By Henry Lazenby and Mariaan Webb
April 21, 2017 - Analysis by the US Energy Information Administration (EIA) points to the country’s coal output rising 40% year-on-year to about 14.9-million short tons in the week ended April 15.
The production estimate, issued on Thursday, was about 8.5% higher week-on-week.
According to the EIA, production in coal regions east of the Mississippi river totalled six-million short tons, while west of the Mississippi river coal output totalled nine-million short tons.
US year-to-date coal output totalled 230.4-million short tons, 17% higher than the comparable year-to-date coal production in 2016.
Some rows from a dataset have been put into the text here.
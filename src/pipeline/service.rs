use super::engine::{DeliveryEngine, DeliveryEngineParts, TickReport};
use crate::app::ConfigError;
use crate::buffer::{BufferConfig, LogBuffer, RetryQueue};
use crate::domain::{LogLevel, RoutingKey};
use crate::logger::Logger;
use crate::network::{NetworkMonitor, ReachabilitySignal, TcpProbe};
use crate::reliability::{RetryBudget, RetryPolicy};
use crate::sender::{
    ConnectionConfig, ConnectionManager, DeliveryMetrics, MessagingGateway, MetricsSnapshot,
};
use parking_lot::Mutex;
use serde::{Deserialize, Serialize};
use std::sync::Arc;
use std::time::Duration;
use thiserror::Error;
use tokio::sync::Notify;
use tokio::task::JoinHandle;
use tokio::time::{Instant, MissedTickBehavior};
use tokio_util::sync::CancellationToken;
use tracing::{debug, info, warn};

#[derive(Error, Debug)]
pub enum PipelineError {
    #[error("Pipeline is already running")]
    AlreadyRunning,
    #[error("Pipeline is not running")]
    NotRunning,
    #[error("Scheduling loop terminated abnormally: {0}")]
    Join(String),
}

/// What to do with undelivered content on `stop`.
#[derive(Debug, Clone, Copy, PartialEq, Eq, Serialize, Deserialize)]
#[serde(rename_all = "snake_case")]
pub enum ShutdownPolicy {
    /// Keep delivering until everything is out or `timeout` elapses.
    Drain { timeout: Duration },
    Abandon,
}

impl Default for ShutdownPolicy {
    fn default() -> Self {
        ShutdownPolicy::Drain {
            timeout: Duration::from_secs(10),
        }
    }
}

#[derive(Debug, Clone, Copy, Default, PartialEq, Eq, Serialize)]
pub struct ShutdownReport {
    pub delivered_lines: usize,
    pub abandoned_lines: usize,
    pub abandoned_batches: usize,
}

#[derive(Debug, Clone)]
pub struct PipelineConfig {
    pub device_id: String,
    pub buffer: BufferConfig,
    pub batch_interval: Duration,
    pub publish_retry: RetryPolicy,
    pub connection: ConnectionConfig,
    pub retry_queue_max_batches: Option<usize>,
    pub shutdown_policy: ShutdownPolicy,
    pub min_level: LogLevel,
    pub console_echo: bool,
    /// Spawned with the scheduling loop when set.
    pub probe: Option<TcpProbe>,
}

impl PipelineConfig {
    pub fn new(device_id: impl Into<String>) -> Self {
        Self {
            device_id: device_id.into(),
            buffer: BufferConfig::default(),
            batch_interval: Duration::from_secs(10),
            publish_retry: RetryPolicy::fixed(3, Duration::from_secs(5)),
            connection: ConnectionConfig::default(),
            retry_queue_max_batches: None,
            shutdown_policy: ShutdownPolicy::default(),
            min_level: LogLevel::Verbose,
            console_echo: false,
            probe: None,
        }
    }

    /// Checks everything needed to run and returns the derived routing key.
    pub fn validate(&self) -> Result<RoutingKey, ConfigError> {
        let routing_key = RoutingKey::for_device(&self.device_id)?;

        if self.buffer.batch_size == 0 {
            return Err(ConfigError::InvalidConfig(
                "Batch size must be greater than 0".to_string(),
            ));
        }
        if let Some(limit) = self.buffer.high_water_mark
            && limit < self.buffer.batch_size
        {
            return Err(ConfigError::InvalidConfig(format!(
                "Buffer high-water mark ({limit}) must be at least the batch size ({})",
                self.buffer.batch_size
            )));
        }
        if self.batch_interval.is_zero() {
            return Err(ConfigError::InvalidConfig(
                "Batch interval must be greater than 0".to_string(),
            ));
        }
        if self.connection.connect_timeout.is_zero() || self.connection.publish_timeout.is_zero() {
            return Err(ConfigError::InvalidConfig(
                "Connection and publish timeouts must be greater than 0".to_string(),
            ));
        }
        self.publish_retry
            .validate()
            .map_err(|e| ConfigError::InvalidConfig(format!("publish retry: {e}")))?;
        self.connection
            .retry
            .validate()
            .map_err(|e| ConfigError::InvalidConfig(format!("connection retry: {e}")))?;

        Ok(routing_key)
    }
}

struct RunningLoop {
    cancel: CancellationToken,
    handle: JoinHandle<()>,
    probe: Option<JoinHandle<()>>,
}

/// Owns the whole delivery pipeline: buffer, retry queue, connection manager,
/// network monitor and the scheduling loop.
pub struct Pipeline {
    config: PipelineConfig,
    buffer: LogBuffer,
    retry_queue: RetryQueue,
    connection: Arc<ConnectionManager>,
    engine: Arc<DeliveryEngine>,
    monitor: Arc<NetworkMonitor>,
    drain_trigger: Arc<Notify>,
    metrics: DeliveryMetrics,
    logger: Logger,
    running: Mutex<Option<RunningLoop>>,
}

impl Pipeline {
    pub fn new(
        config: PipelineConfig,
        gateway: Arc<dyn MessagingGateway>,
    ) -> Result<Self, ConfigError> {
        let routing_key = config.validate()?;

        let metrics = DeliveryMetrics::new();
        let buffer = LogBuffer::new(config.buffer.clone());
        let retry_queue = RetryQueue::new(config.retry_queue_max_batches);
        let signal = ReachabilitySignal::default();
        let drain_trigger = Arc::new(Notify::new());
        let monitor = Arc::new(NetworkMonitor::new(signal.clone(), drain_trigger.clone()));
        let connection = Arc::new(ConnectionManager::new(
            gateway,
            config.connection.clone(),
            metrics.clone(),
        ));

        let engine = Arc::new(DeliveryEngine::new(DeliveryEngineParts {
            connection: connection.clone(),
            buffer: buffer.clone(),
            retry_queue: retry_queue.clone(),
            signal,
            routing_key,
            publish_retry: config.publish_retry.clone(),
            metrics: metrics.clone(),
        }));
        let logger = Logger::new(buffer.clone(), config.min_level, config.console_echo);

        Ok(Self {
            config,
            buffer,
            retry_queue,
            connection,
            engine,
            monitor,
            drain_trigger,
            metrics,
            logger,
            running: Mutex::new(None),
        })
    }

    /// Ingestion entry point for an already formatted line. Never blocks.
    pub fn submit(&self, line: impl Into<String>) {
        self.buffer.enqueue(line);
    }

    pub fn logger(&self) -> Logger {
        self.logger.clone()
    }

    pub fn network_monitor(&self) -> Arc<NetworkMonitor> {
        self.monitor.clone()
    }

    pub fn engine(&self) -> &Arc<DeliveryEngine> {
        &self.engine
    }

    pub fn connection(&self) -> &Arc<ConnectionManager> {
        &self.connection
    }

    pub fn config(&self) -> &PipelineConfig {
        &self.config
    }

    pub fn is_running(&self) -> bool {
        self.running.lock().is_some()
    }

    pub fn metrics(&self) -> MetricsSnapshot {
        self.metrics.snapshot(
            self.buffer.stats(),
            &self.retry_queue,
            self.connection.is_connected(),
        )
    }

    /// Spawns the scheduling loop. Must be called inside a Tokio runtime.
    pub fn start(&self) -> Result<(), PipelineError> {
        let mut running = self.running.lock();
        if running.is_some() {
            return Err(PipelineError::AlreadyRunning);
        }

        let cancel = CancellationToken::new();
        let probe = self
            .config
            .probe
            .clone()
            .map(|probe| probe.spawn(self.monitor.clone(), cancel.child_token()));

        let handle = tokio::spawn(scheduling_loop(LoopContext {
            engine: self.engine.clone(),
            connection: self.connection.clone(),
            buffer: self.buffer.clone(),
            drain_trigger: self.drain_trigger.clone(),
            metrics: self.metrics.clone(),
            retry_queue: self.retry_queue.clone(),
            interval: self.config.batch_interval,
            cancel: cancel.clone(),
        }));

        info!(
            routing_key = %self.engine.routing_key(),
            batch_size = self.config.buffer.batch_size,
            interval_ms = self.config.batch_interval.as_millis() as u64,
            "Delivery pipeline started"
        );
        *running = Some(RunningLoop {
            cancel,
            handle,
            probe,
        });
        Ok(())
    }

    /// Stops the loop, applies the shutdown policy, then closes the gateway.
    pub async fn stop(&self) -> Result<ShutdownReport, PipelineError> {
        let running = self.running.lock().take();
        let Some(running) = running else {
            return Err(PipelineError::NotRunning);
        };

        running.cancel.cancel();
        // A pass in flight stops at its next attempt boundary
        let joined = running.handle.await;
        if let Some(probe) = running.probe
            && let Err(e) = probe.await
        {
            warn!(error = %e, "Reachability probe terminated abnormally");
        }

        let report = match self.config.shutdown_policy {
            ShutdownPolicy::Drain { timeout } => self.drain(timeout).await,
            ShutdownPolicy::Abandon => self.abandon(ShutdownReport::default()),
        };

        if let Err(e) = self.connection.disconnect().await {
            warn!(error = %e, "Error while closing broker connection");
        }

        info!(
            delivered_lines = report.delivered_lines,
            abandoned_lines = report.abandoned_lines,
            abandoned_batches = report.abandoned_batches,
            "Delivery pipeline stopped"
        );

        joined.map_err(|e| PipelineError::Join(e.to_string()))?;
        Ok(report)
    }

    /// Ticks until both queues are empty. No attempt or retry delay starts
    /// after `timeout`; an attempt already running is allowed to finish.
    async fn drain(&self, timeout: Duration) -> ShutdownReport {
        let budget = RetryBudget::until(Instant::now() + timeout);
        let mut report = ShutdownReport::default();

        while !budget.is_exhausted() && (!self.buffer.is_empty() || !self.retry_queue.is_empty()) {
            let tick = self.engine.tick_within(&budget).await;
            report.delivered_lines += tick.lines_published;
            if made_no_progress(&tick) {
                debug!(?tick, "Shutdown drain made no progress, giving up");
                break;
            }
        }
        self.abandon(report)
    }

    fn abandon(&self, mut report: ShutdownReport) -> ShutdownReport {
        let batches = self.retry_queue.take_all();
        report.abandoned_batches = batches.len();
        report.abandoned_lines =
            batches.iter().map(|b| b.len()).sum::<usize>() + self.buffer.clear();

        if report.abandoned_lines > 0 {
            warn!(
                lines = report.abandoned_lines,
                batches = report.abandoned_batches,
                "Abandoning undelivered log lines"
            );
        }
        report
    }
}

fn made_no_progress(tick: &TickReport) -> bool {
    tick.skipped || tick.batches_published == 0
}

struct LoopContext {
    engine: Arc<DeliveryEngine>,
    connection: Arc<ConnectionManager>,
    buffer: LogBuffer,
    drain_trigger: Arc<Notify>,
    metrics: DeliveryMetrics,
    retry_queue: RetryQueue,
    interval: Duration,
    cancel: CancellationToken,
}

async fn scheduling_loop(ctx: LoopContext) {
    // Best-effort connect up front; failures are retried by the first publish
    tokio::select! {
        () = ctx.cancel.cancelled() => return,
        result = ctx.connection.ensure_connected() => {
            if let Err(e) = result {
                warn!(error = %e, "Initial broker connection failed");
            }
        }
    }

    let budget = RetryBudget::until_cancelled(ctx.cancel.clone());
    let mut ticker = tokio::time::interval_at(Instant::now() + ctx.interval, ctx.interval);
    ticker.set_missed_tick_behavior(MissedTickBehavior::Delay);

    loop {
        tokio::select! {
            biased;
            () = ctx.cancel.cancelled() => break,
            () = ctx.drain_trigger.notified() => {
                ctx.engine.drain_retry_queue_within(&budget).await;
            }
            () = ctx.buffer.wait_full() => {
                ctx.engine.flush_full_batches_within(&budget).await;
            }
            _ = ticker.tick() => {
                let report = ctx.engine.tick_within(&budget).await;
                let snapshot = ctx.metrics.snapshot(
                    ctx.buffer.stats(),
                    &ctx.retry_queue,
                    ctx.connection.is_connected(),
                );
                match snapshot.to_json() {
                    Ok(metrics) => debug!(?report, %metrics, "Scheduled tick complete"),
                    Err(e) => debug!(?report, error = %e, "Scheduled tick complete"),
                }
            }
        }
    }
    debug!("Scheduling loop stopped");
}
use super::{AppError, DiagnosticLevel, SignalHandler, setup_logging_safe};
use crate::consumer::{LogTail, TailStats};
use crate::domain::RoutingKey;
use crate::sender::{AmqpGateway, AmqpSettings, MessagingGateway};
use clap::Parser;
use std::io::Write;
use std::sync::Arc;
use tracing::info;

/// Prints the logs shipped by one device (or any topic pattern).
#[derive(Parser, Clone)]
#[command(name = "rask-log-tail", author, version, about, long_about = None)]
pub struct TailConfig {
    /// Device whose logs to follow
    #[arg(env = "DEVICE_ID", required_unless_present = "pattern")]
    pub device_id: Option<String>,

    /// Raw binding pattern instead of `log.<device_id>`, e.g. `log.*`
    #[arg(long)]
    pub pattern: Option<String>,

    /// Queue name (defaults to `device_logs_<pid>`)
    #[arg(long, env = "TAIL_QUEUE")]
    pub queue: Option<String>,

    #[arg(long, env = "AMQP_HOST", default_value = "localhost")]
    pub broker_host: String,

    #[arg(long, env = "AMQP_PORT", default_value = "5672")]
    pub broker_port: u16,

    #[arg(long, env = "AMQP_USERNAME", default_value = "guest")]
    pub username: String,

    #[arg(long, env = "AMQP_PASSWORD", default_value = "guest", hide_env_values = true)]
    pub password: String,

    #[arg(long, env = "AMQP_VHOST", default_value = "/")]
    pub vhost: String,

    #[arg(long, env = "AMQP_EXCHANGE", default_value = "libs.monitoring")]
    pub exchange: String,

    /// Diagnostic log level (written to stderr)
    #[arg(long, env = "LOG_LEVEL", default_value = "warn")]
    pub log_level: DiagnosticLevel,
}

impl std::fmt::Debug for TailConfig {
    fn fmt(&self, f: &mut std::fmt::Formatter<'_>) -> std::fmt::Result {
        f.debug_struct("TailConfig")
            .field("device_id", &self.device_id)
            .field("pattern", &self.pattern)
            .field("queue", &self.queue)
            .field("broker", &format_args!("{}:{}{}", self.broker_host, self.broker_port, self.vhost))
            .field("username", &self.username)
            .field("password", &"<redacted>")
            .field("exchange", &self.exchange)
            .finish_non_exhaustive()
    }
}

impl TailConfig {
    pub fn binding(&self) -> Result<String, AppError> {
        if let Some(pattern) = &self.pattern {
            return Ok(pattern.clone());
        }
        let device_id = self.device_id.as_deref().unwrap_or_default();
        let key = RoutingKey::for_device(device_id).map_err(super::ConfigError::from)?;
        Ok(key.to_string())
    }

    pub fn amqp_settings(&self) -> AmqpSettings {
        AmqpSettings {
            host: self.broker_host.clone(),
            port: self.broker_port,
            username: self.username.clone(),
            password: self.password.clone(),
            vhost: self.vhost.clone(),
            exchange: self.exchange.clone(),
        }
    }
}

pub struct TailApp {
    tail: LogTail,
    gateway: Arc<dyn MessagingGateway>,
}

impl TailApp {
    pub fn from_args<I, T>(args: I) -> Result<Self, AppError>
    where
        I: IntoIterator<Item = T>,
        T: Into<std::ffi::OsString> + Clone,
    {
        let config = TailConfig::parse_from(args);
        if let Err(e) = setup_logging_safe(config.log_level) {
            eprintln!("Warning: {e}");
        }
        let gateway: Arc<dyn MessagingGateway> = Arc::new(AmqpGateway::new(config.amqp_settings()));
        Self::new(&config, gateway)
    }

    pub fn new(config: &TailConfig, gateway: Arc<dyn MessagingGateway>) -> Result<Self, AppError> {
        let mut tail = LogTail::new(gateway.clone(), config.binding()?);
        if let Some(queue) = &config.queue {
            tail = tail.with_queue(queue.clone());
        }
        Ok(Self { tail, gateway })
    }

    pub fn tail(&self) -> &LogTail {
        &self.tail
    }

    /// Prints every received line to stdout until a signal arrives.
    pub async fn run(self) -> Result<TailStats, AppError> {
        let signals = SignalHandler::new();
        let listener = signals.install();

        let stdout = std::io::stdout();
        let stats = self
            .tail
            .run(
                |_topic: &str, lines: &[String]| {
                    let mut out = stdout.lock();
                    for line in lines {
                        writeln!(out, "{line}")?;
                    }
                    out.flush()
                },
                signals.token(),
            )
            .await;

        listener.abort();
        if let Err(e) = self.gateway.disconnect().await {
            tracing::warn!(error = %e, "Error while closing broker connection");
        }

        let stats = stats?;
        info!(messages = stats.messages, lines = stats.lines, rejected = stats.rejected, "Tail finished");
        Ok(stats)
    }
}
Coal production decreased to 728.23-million short tons in 2016, from 896.94-million short tons in 2015. The country's coal production exceeded one-billion short tons in 2014.
Despite coal prices having seen somewhat of a rebound over the last six months, several analysts argue that natural gas remains a strong, low-cost fossil energy competitor, adding to coal’s risk profile despite the pro-coal policies under US President Donald Trump’s administration.
In 2016, natural gas-fired generators accounted for 42% of the operating electricity generating capacity in the US. Natural gas provided 34% of total electricity generation in 2016, surpassing coal to become the leading generation source.
The IEA states that the increase in natural gas generation since 2005 is primarily a result of the continued cost-competitiveness of natural gas relative to coal.